Roundtable Report on the Availability of Plan B and Emergency Contraceptives within Indian Health Service. January 2009. Available online

The Indian Health Service (IHS) clinical manual states that “all FDA-approved contraceptive devices should be available” to its patients.9 However, despite the fact that Plan B® has been FDA-approved for nearly a decade and ruled safe for over-the-counter use since 2006, the Resource Center’s January 2008 study A Survey of the Availability of Plan B® and Emergency Contraceptives Within Indian Health Service shows that EC and Plan B® are still not adequately available at Indian Heath Service facilities.10 To date, a mere 10% of surveyed IHS pharmacies have Plan B® available OTC. Plan B® was not available–even with a prescription–at 50% of the pharmacies in the study.

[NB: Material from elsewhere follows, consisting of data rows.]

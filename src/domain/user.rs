//! User domain model.

use std::fmt;

use chrono::{DateTime, Utc};
use serde::{Deserialize, Serialize};
use thiserror::Error;

use super::versioned::{INITIAL_VERSION, VersionedEntity};

/// Unique identifier for a user.
#[derive(Debug, Clone, Copy, PartialEq, Eq, PartialOrd, Ord, Hash, Serialize, Deserialize)]
#[serde(transparent)]
pub struct UserId(i64);

impl UserId {
    /// Wraps a raw identifier.
    #[must_use]
    pub const fn new(value: i64) -> Self {
        Self(value)
    }

    /// Returns the raw identifier.
    #[must_use]
    pub const fn value(self) -> i64 {
        self.0
    }
}

impl fmt::Display for UserId {
    fn fmt(&self, formatter: &mut fmt::Formatter<'_>) -> fmt::Result {
        write!(formatter, "{}", self.0)
    }
}

// =============================================================================
// Password Hash
// =============================================================================

/// bcrypt work factor used unless configured otherwise.
pub const DEFAULT_PASSWORD_COST: u32 = bcrypt::DEFAULT_COST;
/// Lowest work factor bcrypt accepts.
pub const MIN_PASSWORD_COST: u32 = 4;
/// Highest work factor bcrypt accepts.
pub const MAX_PASSWORD_COST: u32 = 31;

const BCRYPT_HASH_LENGTH: usize = 60;
const BCRYPT_PREFIXES: [&str; 4] = ["$2a$", "$2b$", "$2x$", "$2y$"];

/// Failure to produce or restore a password hash.
#[derive(Debug, Error)]
pub enum PasswordHashError {
    #[error("failed to hash password: {0}")]
    Hashing(#[from] bcrypt::BcryptError),

    #[error("stored password hash is not a bcrypt hash")]
    Malformed,
}

/// bcrypt password hash in its modular crypt form (`$2b$12$...`).
///
/// Hashing is CPU bound. Async callers run it on the blocking pool.
#[derive(Clone, PartialEq, Eq)]
pub struct PasswordHash(String);

impl PasswordHash {
    /// Hashes `plaintext` with a fresh salt at work factor `cost`.
    ///
    /// # Errors
    ///
    /// Returns [`PasswordHashError::Hashing`] if `cost` is outside
    /// [`MIN_PASSWORD_COST`]..=[`MAX_PASSWORD_COST`].
    pub fn hash(plaintext: &str, cost: u32) -> Result<Self, PasswordHashError> {
        Ok(Self(bcrypt::hash(plaintext, cost)?))
    }

    /// Restores a hash read back from storage.
    ///
    /// # Errors
    ///
    /// Returns [`PasswordHashError::Malformed`] unless `bytes` holds a
    /// bcrypt hash.
    pub fn from_bytes(bytes: Vec<u8>) -> Result<Self, PasswordHashError> {
        let encoded = String::from_utf8(bytes).map_err(|_| PasswordHashError::Malformed)?;
        let recognised = encoded.len() == BCRYPT_HASH_LENGTH
            && BCRYPT_PREFIXES.iter().any(|prefix| encoded.starts_with(prefix));
        if !recognised {
            return Err(PasswordHashError::Malformed);
        }
        Ok(Self(encoded))
    }

    /// Returns the stored representation.
    #[must_use]
    pub fn as_bytes(&self) -> &[u8] {
        self.0.as_bytes()
    }

    /// Checks `plaintext` against the hash.
    #[must_use]
    pub fn matches(&self, plaintext: &str) -> bool {
        bcrypt::verify(plaintext, &self.0).unwrap_or(false)
    }
}

impl fmt::Debug for PasswordHash {
    fn fmt(&self, formatter: &mut fmt::Formatter<'_>) -> fmt::Result {
        formatter.write_str("PasswordHash(..)")
    }
}

// =============================================================================
// User
// =============================================================================

/// A registered account.
#[derive(Debug, Clone, PartialEq, Eq)]
pub struct User {
    pub id: UserId,
    pub created_at: DateTime<Utc>,
    pub name: String,
    pub email: String,
    pub password_hash: PasswordHash,
    pub activated: bool,
    pub version: i32,
}

impl User {
    /// Materialises a newly inserted user at the initial version.
    #[must_use]
    pub fn from_new(id: UserId, created_at: DateTime<Utc>, new: NewUser) -> Self {
        Self {
            id,
            created_at,
            name: new.name,
            email: new.email,
            password_hash: new.password_hash,
            activated: new.activated,
            version: INITIAL_VERSION,
        }
    }
}

/// Fields supplied when registering a user.
#[derive(Debug, Clone, PartialEq, Eq)]
pub struct NewUser {
    pub name: String,
    pub email: String,
    pub password_hash: PasswordHash,
    pub activated: bool,
}

/// Partial update of a user.
#[derive(Debug, Clone, Default, PartialEq, Eq)]
pub struct UserChanges {
    pub name: Option<String>,
    pub email: Option<String>,
    pub password_hash: Option<PasswordHash>,
    pub activated: Option<bool>,
}

impl UserChanges {
    /// Returns true if no field is set.
    #[must_use]
    pub const fn is_empty(&self) -> bool {
        self.name.is_none()
            && self.email.is_none()
            && self.password_hash.is_none()
            && self.activated.is_none()
    }
}

impl VersionedEntity for User {
    type Id = UserId;
    type Draft = NewUser;
    type Changes = UserChanges;

    const KIND: &'static str = "user";

    fn id(&self) -> UserId {
        self.id
    }

    fn version(&self) -> i32 {
        self.version
    }

    fn apply(&mut self, changes: &UserChanges, version: i32) {
        if let Some(name) = &changes.name {
            self.name.clone_from(name);
        }
        if let Some(email) = &changes.email {
            self.email.clone_from(email);
        }
        if let Some(password_hash) = &changes.password_hash {
            self.password_hash = password_hash.clone();
        }
        if let Some(activated) = changes.activated {
            self.activated = activated;
        }
        self.version = version;
    }
}

#[cfg(test)]
mod tests {
    use super::*;
    use rstest::rstest;

    fn quick_hash(plaintext: &str) -> PasswordHash {
        PasswordHash::hash(plaintext, MIN_PASSWORD_COST).unwrap()
    }

    #[rstest]
    fn test_password_hash_matches_plaintext() {
        let hash = quick_hash("pa55word!");
        assert!(hash.matches("pa55word!"));
        assert!(!hash.matches("pa55word?"));
    }

    #[rstest]
    fn test_password_hash_is_salted() {
        assert_ne!(quick_hash("pa55word!"), quick_hash("pa55word!"));
    }

    #[rstest]
    #[case(MIN_PASSWORD_COST, "$2b$04$")]
    #[case(5, "$2b$05$")]
    fn test_password_hash_records_cost(#[case] cost: u32, #[case] prefix: &str) {
        let hash = PasswordHash::hash("pa55word!", cost).unwrap();
        assert!(hash.as_bytes().starts_with(prefix.as_bytes()));
        assert_eq!(hash.as_bytes().len(), BCRYPT_HASH_LENGTH);
    }

    #[rstest]
    #[case(MIN_PASSWORD_COST - 1)]
    #[case(MAX_PASSWORD_COST + 1)]
    fn test_password_hash_rejects_cost_out_of_range(#[case] cost: u32) {
        assert!(matches!(
            PasswordHash::hash("pa55word!", cost),
            Err(PasswordHashError::Hashing(_))
        ));
    }

    #[rstest]
    fn test_password_hash_round_trips_through_bytes() {
        let hash = quick_hash("correct horse");
        let restored = PasswordHash::from_bytes(hash.as_bytes().to_vec()).unwrap();
        assert!(restored.matches("correct horse"));
    }

    #[rstest]
    fn test_default_cost_is_twelve() {
        assert_eq!(DEFAULT_PASSWORD_COST, 12);
    }

    #[rstest]
    #[case(vec![0; 10])]
    #[case(vec![0xff; BCRYPT_HASH_LENGTH])]
    #[case(format!("$1${}", "a".repeat(BCRYPT_HASH_LENGTH - 3)).into_bytes())]
    fn test_password_hash_rejects_foreign_bytes(#[case] bytes: Vec<u8>) {
        assert!(matches!(
            PasswordHash::from_bytes(bytes),
            Err(PasswordHashError::Malformed)
        ));
    }

    #[rstest]
    fn test_debug_does_not_leak_hash() {
        let hash = quick_hash("secret-value");
        assert_eq!(format!("{hash:?}"), "PasswordHash(..)");
    }

    #[rstest]
    fn test_apply_updates_only_present_fields() {
        let mut user = User::from_new(
            UserId::new(3),
            Utc::now(),
            NewUser {
                name: "Alice".to_string(),
                email: "alice@example.com".to_string(),
                password_hash: quick_hash("pa55word!"),
                activated: false,
            },
        );

        user.apply(
            &UserChanges {
                activated: Some(true),
                ..UserChanges::default()
            },
            2,
        );

        assert!(user.activated);
        assert_eq!(user.name, "Alice");
        assert_eq!(user.version, 2);
    }
}
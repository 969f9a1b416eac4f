//! Periodic eviction of idle client buckets.
//!
//! The sweeper runs on its own tokio task and is owned through a
//! [`SweeperHandle`]; dropping the gate or calling
//! [`SweeperHandle::shutdown`] ends the loop.

use std::sync::Weak;
use std::time::Duration;

use tokio::sync::oneshot;
use tokio::task::JoinHandle;
use tokio::time::{Instant, MissedTickBehavior, interval_at};

use super::AdmissionGate;

/// Owner of a running sweep loop.
#[derive(Debug)]
pub struct SweeperHandle {
    shutdown: Option<oneshot::Sender<()>>,
    task: JoinHandle<()>,
}

impl SweeperHandle {
    /// Spawns the sweep loop for `gate`.
    ///
    /// The loop holds only a weak reference, so it exits on its own once
    /// the gate has been dropped.
    pub(super) fn spawn(gate: Weak<AdmissionGate>, period: Duration) -> Self {
        let (shutdown, mut stop) = oneshot::channel();

        let task = tokio::spawn(async move {
            let mut ticker = interval_at(Instant::now() + period, period);
            ticker.set_missed_tick_behavior(MissedTickBehavior::Delay);

            loop {
                tokio::select! {
                    _ = &mut stop => break,
                    _ = ticker.tick() => {
                        let Some(gate) = gate.upgrade() else { break };
                        let evicted = gate.sweep();
                        if evicted > 0 {
                            tracing::debug!(
                                evicted,
                                remaining = gate.tracked_clients(),
                                "Evicted idle admission buckets"
                            );
                        }
                    }
                }
            }

            tracing::debug!("Admission sweeper stopped");
        });

        Self {
            shutdown: Some(shutdown),
            task,
        }
    }

    /// Signals the loop to stop and waits for it to finish.
    pub async fn shutdown(mut self) {
        if let Some(shutdown) = self.shutdown.take() {
            // The receiver is gone only if the loop already exited.
            let _ = shutdown.send(());
        }
        if let Err(error) = self.task.await {
            tracing::warn!(%error, "Admission sweeper terminated abnormally");
        }
    }

    /// Returns true once the loop has exited.
    #[must_use]
    pub fn is_finished(&self) -> bool {
        self.task.is_finished()
    }
}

At 37.5% of these pharmacies, the older Yuzpe regimen was offered instead; the remaining 12.5% of IHS facilities still had no form of EC available at all.

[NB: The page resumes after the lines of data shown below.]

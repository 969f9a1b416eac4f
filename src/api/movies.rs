//! Handlers for `/v1/api/movies`.

use axum::{
    Json,
    extract::{
        Path, Query, State,
        rejection::{JsonRejection, PathRejection, QueryRejection},
    },
    http::{StatusCode, header},
    response::IntoResponse,
};

use super::dto::{
    CreateMovieRequest, ListMoviesQuery, MessageResponse, MovieEnvelope, MovieListResponse,
    MovieResponse, UpdateMovieRequest,
};
use super::error::ApiErrorResponse;
use super::handlers::AppState;
use crate::domain::{Metadata, MovieId};

/// Ids are positive; anything else cannot name a movie.
fn movie_id(path: Result<Path<i64>, PathRejection>) -> Result<MovieId, ApiErrorResponse> {
    let Path(id) = path?;
    if id < 1 {
        return Err(ApiErrorResponse::not_found());
    }
    Ok(MovieId::new(id))
}

// =============================================================================
// POST /v1/api/movies
// =============================================================================

/// Creates a movie at version 1.
///
/// # Errors
///
/// - 400 when the body is not valid JSON
/// - 422 when a field fails validation
/// - 500 when the store fails
pub async fn create_movie(
    State(state): State<AppState>,
    body: Result<Json<CreateMovieRequest>, JsonRejection>,
) -> Result<impl IntoResponse, ApiErrorResponse> {
    let Json(request) = body?;
    let draft = request.validate()?;

    let movie = state.movies.insert(draft).await?;
    tracing::info!(movie_id = %movie.id, "Movie created");

    let location = format!("/v1/api/movies/{}", movie.id);
    Ok((
        StatusCode::CREATED,
        [(header::LOCATION, location)],
        Json(MovieEnvelope::from(&movie)),
    ))
}

// =============================================================================
// GET /v1/api/movies/{id}
// =============================================================================

/// Returns one movie.
///
/// # Errors
///
/// 404 when no movie has this id.
pub async fn show_movie(
    State(state): State<AppState>,
    path: Result<Path<i64>, PathRejection>,
) -> Result<Json<MovieEnvelope>, ApiErrorResponse> {
    let id = movie_id(path)?;
    let movie = state.movies.get(id).await?;
    Ok(Json(MovieEnvelope::from(&movie)))
}

// =============================================================================
// GET /v1/api/movies
// =============================================================================

/// Lists movies filtered by title words and genres, sorted and paginated.
///
/// # Errors
///
/// 422 when a pagination or sort parameter is invalid.
pub async fn list_movies(
    State(state): State<AppState>,
    query: Result<Query<ListMoviesQuery>, QueryRejection>,
) -> Result<Json<MovieListResponse>, ApiErrorResponse> {
    let Query(query) = query?;
    let query = query.validate()?;
    let filters = query.filters;

    let page = state.movie_repository.list(query).await?;

    Ok(Json(MovieListResponse {
        movies: page.items.iter().map(MovieResponse::from).collect(),
        metadata: Metadata::calculate(page.total, &filters),
    }))
}

// =============================================================================
// PATCH /v1/api/movies/{id}
// =============================================================================

/// Applies a partial update under optimistic concurrency control.
///
/// When the body carries `version`, the update only succeeds if the stored
/// movie is still at that version. Otherwise the version just read is used,
/// which still rejects a writer that slipped in between the read and the
/// write.
///
/// # Errors
///
/// - 400 when the body is not valid JSON or changes nothing
/// - 404 when the movie does not exist
/// - 409 when the movie was modified concurrently
/// - 422 when a field fails validation
pub async fn update_movie(
    State(state): State<AppState>,
    path: Result<Path<i64>, PathRejection>,
    body: Result<Json<UpdateMovieRequest>, JsonRejection>,
) -> Result<Json<MovieEnvelope>, ApiErrorResponse> {
    let id = movie_id(path)?;
    let Json(request) = body?;
    let (changes, expected_version) = request.validate()?;
    if changes.is_empty() {
        return Err(ApiErrorResponse::bad_request(
            "NO_CHANGES",
            "no data to update",
        ));
    }

    let mut movie = state.movies.get(id).await?;
    if let Some(version) = expected_version {
        movie.version = version;
    }

    state.movies.update(&mut movie, changes).await?;
    tracing::info!(movie_id = %movie.id, version = movie.version, "Movie updated");

    Ok(Json(MovieEnvelope::from(&movie)))
}

// =============================================================================
// DELETE /v1/api/movies/{id}
// =============================================================================

/// Deletes a movie regardless of its version.
///
/// # Errors
///
/// 404 when no movie has this id.
pub async fn delete_movie(
    State(state): State<AppState>,
    path: Result<Path<i64>, PathRejection>,
) -> Result<Json<MessageResponse>, ApiErrorResponse> {
    let id = movie_id(path)?;
    state.movies.delete(id).await?;
    tracing::info!(movie_id = %id, "Movie deleted");

    Ok(Json(MessageResponse::new("movie successfully deleted")))
}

A Survey of Sexual Assault Policies and Protocols within Indian Health Service Emergency Rooms. 2005. Available online

It is important to understand that for most Native American women private health care is unaffordable, so the Indian Health Service serves as our primary health care provider. For Native American people health care is not a privilege, it is a right. It is a right granted in exchange for land seized and is defined by treaties written by the United States Government. The staff of the Native American Women’s Health Education Resource Center is known for taking on the role of activist in order to help Native American women receive better and improved health care. The Resource Center has put together this briefing paper on emergency room services and policies for Native American women who go to an Indian Health Service facility for assistance after a rape or sexual assault. The findings of this survey are alarming and document a substantial gap in services for Native American women.

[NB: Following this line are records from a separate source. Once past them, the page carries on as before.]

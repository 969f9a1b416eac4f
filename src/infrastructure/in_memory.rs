//! In-memory repository implementations.
//!
//! Tables are `BTreeMap`s behind `Arc<tokio::sync::RwLock<...>>`. The
//! version comparison and the write of a conditional update happen under
//! the same write guard, which gives the same atomicity as the single
//! `UPDATE ... WHERE version = $n` used by the `PostgreSQL` backend.

use std::collections::BTreeMap;
use std::sync::Arc;

use chrono::Utc;
use futures::future::BoxFuture;
use tokio::sync::RwLock;

use crate::domain::{
    Movie, MovieChanges, MovieId, MovieQuery, NewMovie, NewUser, User, UserChanges, UserId,
    VersionedEntity,
};

use super::repository::{
    ConditionalUpdate, MovieRepository, PaginatedResult, RepositoryError, VersionedStore,
};

// =============================================================================
// Table
// =============================================================================

#[derive(Debug)]
struct Table<E: VersionedEntity> {
    rows: BTreeMap<E::Id, E>,
    last_id: i64,
}

impl<E: VersionedEntity> Table<E> {
    const fn new() -> Self {
        Self {
            rows: BTreeMap::new(),
            last_id: 0,
        }
    }

    const fn next_id(&mut self) -> i64 {
        self.last_id += 1;
        self.last_id
    }

    fn conditional_update(
        &mut self,
        id: E::Id,
        expected_version: i32,
        changes: &E::Changes,
    ) -> ConditionalUpdate {
        match self.rows.get_mut(&id) {
            None => ConditionalUpdate::Missing,
            Some(row) if row.version() != expected_version => ConditionalUpdate::VersionMismatch {
                current: row.version(),
            },
            Some(row) => {
                let version = expected_version + 1;
                row.apply(changes, version);
                ConditionalUpdate::Applied { version }
            }
        }
    }
}

// =============================================================================
// In-Memory Movie Repository
// =============================================================================

/// In-memory implementation of [`MovieRepository`].
#[derive(Debug, Clone)]
pub struct InMemoryMovieRepository {
    table: Arc<RwLock<Table<Movie>>>,
}

impl InMemoryMovieRepository {
    /// Creates an empty repository.
    #[must_use]
    pub fn new() -> Self {
        Self {
            table: Arc::new(RwLock::new(Table::new())),
        }
    }
}

impl Default for InMemoryMovieRepository {
    fn default() -> Self {
        Self::new()
    }
}

impl VersionedStore<Movie> for InMemoryMovieRepository {
    fn insert(&self, draft: NewMovie) -> BoxFuture<'_, Result<Movie, RepositoryError>> {
        Box::pin(async move {
            let mut table = self.table.write().await;
            let id = MovieId::new(table.next_id());
            let movie = Movie::from_new(id, Utc::now(), draft);
            table.rows.insert(id, movie.clone());
            Ok(movie)
        })
    }

    fn get_by_id(&self, id: MovieId) -> BoxFuture<'_, Result<Option<Movie>, RepositoryError>> {
        Box::pin(async move { Ok(self.table.read().await.rows.get(&id).cloned()) })
    }

    fn conditional_update(
        &self,
        id: MovieId,
        expected_version: i32,
        changes: MovieChanges,
    ) -> BoxFuture<'_, Result<ConditionalUpdate, RepositoryError>> {
        Box::pin(async move {
            let mut table = self.table.write().await;
            Ok(table.conditional_update(id, expected_version, &changes))
        })
    }

    fn delete(&self, id: MovieId) -> BoxFuture<'_, Result<bool, RepositoryError>> {
        Box::pin(async move { Ok(self.table.write().await.rows.remove(&id).is_some()) })
    }
}

impl MovieRepository for InMemoryMovieRepository {
    fn list(
        &self,
        query: MovieQuery,
    ) -> BoxFuture<'_, Result<PaginatedResult<Movie>, RepositoryError>> {
        Box::pin(async move {
            let table = self.table.read().await;
            let mut matches: Vec<&Movie> = table
                .rows
                .values()
                .filter(|movie| query.matches(movie))
                .collect();
            matches.sort_by(|left, right| query.filters.sort.compare(left, right));

            let total = matches.len() as u64;
            let offset = usize::try_from(query.filters.offset()).unwrap_or(usize::MAX);
            let items = matches
                .into_iter()
                .skip(offset)
                .take(query.filters.limit() as usize)
                .cloned()
                .collect();

            Ok(PaginatedResult::new(items, total))
        })
    }
}

// =============================================================================
// In-Memory User Repository
// =============================================================================

/// In-memory user table.
///
/// Emails are unique, compared case-insensitively.
#[derive(Debug, Clone)]
pub struct InMemoryUserRepository {
    table: Arc<RwLock<Table<User>>>,
}

impl InMemoryUserRepository {
    /// Creates an empty repository.
    #[must_use]
    pub fn new() -> Self {
        Self {
            table: Arc::new(RwLock::new(Table::new())),
        }
    }
}

impl Default for InMemoryUserRepository {
    fn default() -> Self {
        Self::new()
    }
}

fn email_taken(table: &Table<User>, email: &str, except: Option<UserId>) -> bool {
    table
        .rows
        .values()
        .any(|user| Some(user.id) != except && user.email.eq_ignore_ascii_case(email))
}

const EMAIL_CONSTRAINT: &str = "users_email_key";

impl VersionedStore<User> for InMemoryUserRepository {
    fn insert(&self, draft: NewUser) -> BoxFuture<'_, Result<User, RepositoryError>> {
        Box::pin(async move {
            let mut table = self.table.write().await;
            if email_taken(&table, &draft.email, None) {
                return Err(RepositoryError::UniqueViolation(EMAIL_CONSTRAINT.to_string()));
            }
            let id = UserId::new(table.next_id());
            let user = User::from_new(id, Utc::now(), draft);
            table.rows.insert(id, user.clone());
            Ok(user)
        })
    }

    fn get_by_id(&self, id: UserId) -> BoxFuture<'_, Result<Option<User>, RepositoryError>> {
        Box::pin(async move { Ok(self.table.read().await.rows.get(&id).cloned()) })
    }

    fn conditional_update(
        &self,
        id: UserId,
        expected_version: i32,
        changes: UserChanges,
    ) -> BoxFuture<'_, Result<ConditionalUpdate, RepositoryError>> {
        Box::pin(async move {
            let mut table = self.table.write().await;
            if let Some(email) = &changes.email
                && table.rows.contains_key(&id)
                && email_taken(&table, email, Some(id))
            {
                return Err(RepositoryError::UniqueViolation(EMAIL_CONSTRAINT.to_string()));
            }
            Ok(table.conditional_update(id, expected_version, &changes))
        })
    }

    fn delete(&self, id: UserId) -> BoxFuture<'_, Result<bool, RepositoryError>> {
        Box::pin(async move { Ok(self.table.write().await.rows.remove(&id).is_some()) })
    }
}

// =============================================================================
// Tests
// =============================================================================
//! Greenlight API server.
//!
//! Configuration is read from the environment (see [`greenlight_api::config`]),
//! after loading `.env` if present.
//!
//! # Shutdown
//!
//! On SIGINT or SIGTERM the server stops accepting connections and finishes
//! in-flight requests. It then stops the admission sweeper, waits up to
//! `SHUTDOWN_DRAIN_TIMEOUT_SECS` for background tasks and closes the
//! database pool.

use std::net::SocketAddr;
use std::process::ExitCode;
use std::sync::Arc;

use tokio::net::TcpListener;
use tokio::signal;
use tracing_subscriber::{EnvFilter, layer::SubscriberExt, util::SubscriberInitExt};

use greenlight_api::admission::{AdmissionGate, SystemClock};
use greenlight_api::api::{AppState, router};
use greenlight_api::config::{AppConfig, LogFormat};
use greenlight_api::infrastructure::{
    HttpMailer, LogMailer, Mailer, RepositoryFactory, TaskDrain,
};

fn main() -> ExitCode {
    dotenvy::dotenv().ok();

    let config = match AppConfig::from_env() {
        Ok(config) => config,
        Err(error) => {
            eprintln!("Configuration error: {error}");
            return ExitCode::FAILURE;
        }
    };

    let mut builder = tokio::runtime::Builder::new_multi_thread();
    builder.enable_all();
    let cores = std::thread::available_parallelism().map_or(16, std::num::NonZeroUsize::get);
    if let Some((threads, capped)) = config.runtime.worker_threads_for(cores) {
        if capped {
            eprintln!("Warning: WORKER_THREADS exceeds four per core, capping to {threads}");
        }
        builder.worker_threads(threads);
    }

    let runtime = match builder.build() {
        Ok(runtime) => runtime,
        Err(error) => {
            eprintln!("Failed to create tokio runtime: {error}");
            return ExitCode::FAILURE;
        }
    };

    runtime.block_on(async_main(config))
}

fn init_tracing(format: LogFormat) {
    let filter = EnvFilter::try_from_default_env()
        .unwrap_or_else(|_| "greenlight_api=debug,tower_http=debug".into());
    let registry = tracing_subscriber::registry().with(filter);

    match format {
        LogFormat::Pretty => registry.with(tracing_subscriber::fmt::layer()).init(),
        LogFormat::Json => registry
            .with(tracing_subscriber::fmt::layer().json())
            .init(),
    }
}

async fn async_main(config: AppConfig) -> ExitCode {
    init_tracing(config.log_format);

    tracing::info!(
        name = %config.app.name,
        environment = %config.app.environment,
        version = %config.app.version,
        storage_mode = ?config.storage.mode,
        "Starting Greenlight API"
    );

    let repositories = match RepositoryFactory::new(config.storage.clone()).create().await {
        Ok(repositories) => repositories,
        Err(error) => {
            tracing::error!(%error, "Failed to initialize repositories");
            return ExitCode::FAILURE;
        }
    };

    let gate = match AdmissionGate::start(config.admission, Arc::new(SystemClock)) {
        Ok(gate) => gate,
        Err(error) => {
            tracing::error!(%error, "Invalid admission configuration");
            return ExitCode::FAILURE;
        }
    };

    let mailer: Arc<dyn Mailer> = match &config.mailer.url {
        Some(url) => {
            tracing::info!(%url, "Mail relay configured");
            Arc::new(HttpMailer::new(
                url.clone(),
                config.mailer.sender.clone(),
                config.mailer.timeout,
            ))
        }
        None => {
            tracing::info!("No mail relay configured, emails will be logged");
            Arc::new(LogMailer)
        }
    };

    let background = TaskDrain::new();
    let state = AppState::new(
        &repositories,
        mailer,
        Arc::clone(&gate),
        background.clone(),
        config.app.clone(),
    )
    .with_password_cost(config.auth.password_cost);
    let application = router(state, &config.http);

    let listener = match TcpListener::bind(config.http.address).await {
        Ok(listener) => listener,
        Err(error) => {
            tracing::error!(%error, address = %config.http.address, "Failed to bind");
            return ExitCode::FAILURE;
        }
    };
    match listener.local_addr() {
        Ok(address) => tracing::info!("Listening on {}", address),
        Err(error) => tracing::warn!(%error, "Could not determine local address"),
    }

    let served = axum::serve(
        listener,
        application.into_make_service_with_connect_info::<SocketAddr>(),
    )
    .with_graceful_shutdown(shutdown_signal())
    .await;

    let mut exit = ExitCode::SUCCESS;
    if let Err(error) = served {
        tracing::error!(%error, "Server error");
        exit = ExitCode::FAILURE;
    }

    gate.stop().await;
    tracing::info!(
        outstanding = background.outstanding(),
        "Waiting for background tasks"
    );
    match background.wait_timeout(config.shutdown.drain_timeout).await {
        Ok(()) => tracing::info!(faults = background.faults(), "Background tasks drained"),
        Err(error) => tracing::warn!(%error, "Background drain timed out"),
    }

    if let Some(pool) = repositories.pool {
        pool.close().await;
        tracing::info!("Database pool closed");
    }

    tracing::info!("Server shutdown complete");
    exit
}

/// Completes on SIGINT or, on Unix, SIGTERM.
async fn shutdown_signal() {
    let ctrl_c = async {
        if let Err(error) = signal::ctrl_c().await {
            tracing::warn!(%error, "Failed to install Ctrl+C handler");
            std::future::pending::<()>().await;
        }
    };

    #[cfg(unix)]
    let terminate = async {
        match signal::unix::signal(signal::unix::SignalKind::terminate()) {
            Ok(mut signal) => {
                signal.recv().await;
            }
            Err(error) => {
                tracing::warn!(%error, "Failed to install SIGTERM handler");
                std::future::pending::<()>().await;
            }
        }
    };

    #[cfg(not(unix))]
    let terminate = std::future::pending::<()>();

    tokio::select! {
        () = ctrl_c => {},
        () = terminate => {},
    }

    tracing::info!("Shutdown signal received, draining connections");
}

Roundtable Report on Sexual Assault Policies and Protocols within Indian Health Service Emergency Rooms. 2005. Available online


In October 2002, the Native American Women’s Health Education Resource Center (NAWHERC) released findings that the Indian Health Service (IHS) was not providing lawful abortion services under the Hyde Amendment to Native American women. The findings underscored the fact that Native American women’s health care and rights are in jeopardy. In 2003, representatives from the U.S. and Canada gathered for a Roundtable on access to abortion and provided recommendations for action at the national, international, and community levels. Since then, NAWHERC has partnered with the National Abortion Federation (NAF), the American Indian Law Alliance, the American Civil Liberties Union (ACLU), Cangleska Inc., the Center for Reproductive Rights and other advocacy and women’s health organizations to ensure that treaty-negotiated women’s reproductive health care through IHS remain accessible to Native American women.


#001 Indigenous Women's Reproductive Rights: The Indian Health Service and Its Inconsistent Application of the Hyde Amendment

Traditional Native American customs left the issue of abortion in the hands of the woman facing the choice; the decision was hers alone and was not, as it is today, imposed upon by impersonal governmental policy. Although illegal abortions can be extremely dangerous due to the lack of proper and sterilized equipment, abortions were not legalized in the United States until 1973. At the time, a federal account was specified in order to fund abortions for women on Medicaid or those who received health care through IHS. In 1976, the Hyde Amendment was established, and limited federal funding to abortions where a woman’s life was threatened physically. A 1997 revision to the Hyde Amendment allowed financial aid in cases where rape or incest caused the pregnancy. The report goes on to discuss individual states’ ability to determine Medicaid policies and thus, the ability to expand or restrict funding for abortions. Regardless of whether a state is able to expand its Medicare policy, Native American women are still constrained by the Hyde Amendment. Given their rights under the Hyde Act, however, IHS abortion policy in practice is yet more limiting. A survey conducted by Native American Women's Health Education Resource Center found that 85% of the IHS units surveyed were “noncompliant with official IHS abortion policy” and 62% stated that they do not provide abortions even in the case of life endangerment. Although IHS Chief Medical Officer permits the use of Mifeprex (RU-486, the abortion pill), not one of the units surveyed carried the drug in stock. The report includes a brief description of RU-486 and ends with a plea to IHS and other organizations to at least provide the health care guaranteed to women by the constitution and the Hyde Amendment.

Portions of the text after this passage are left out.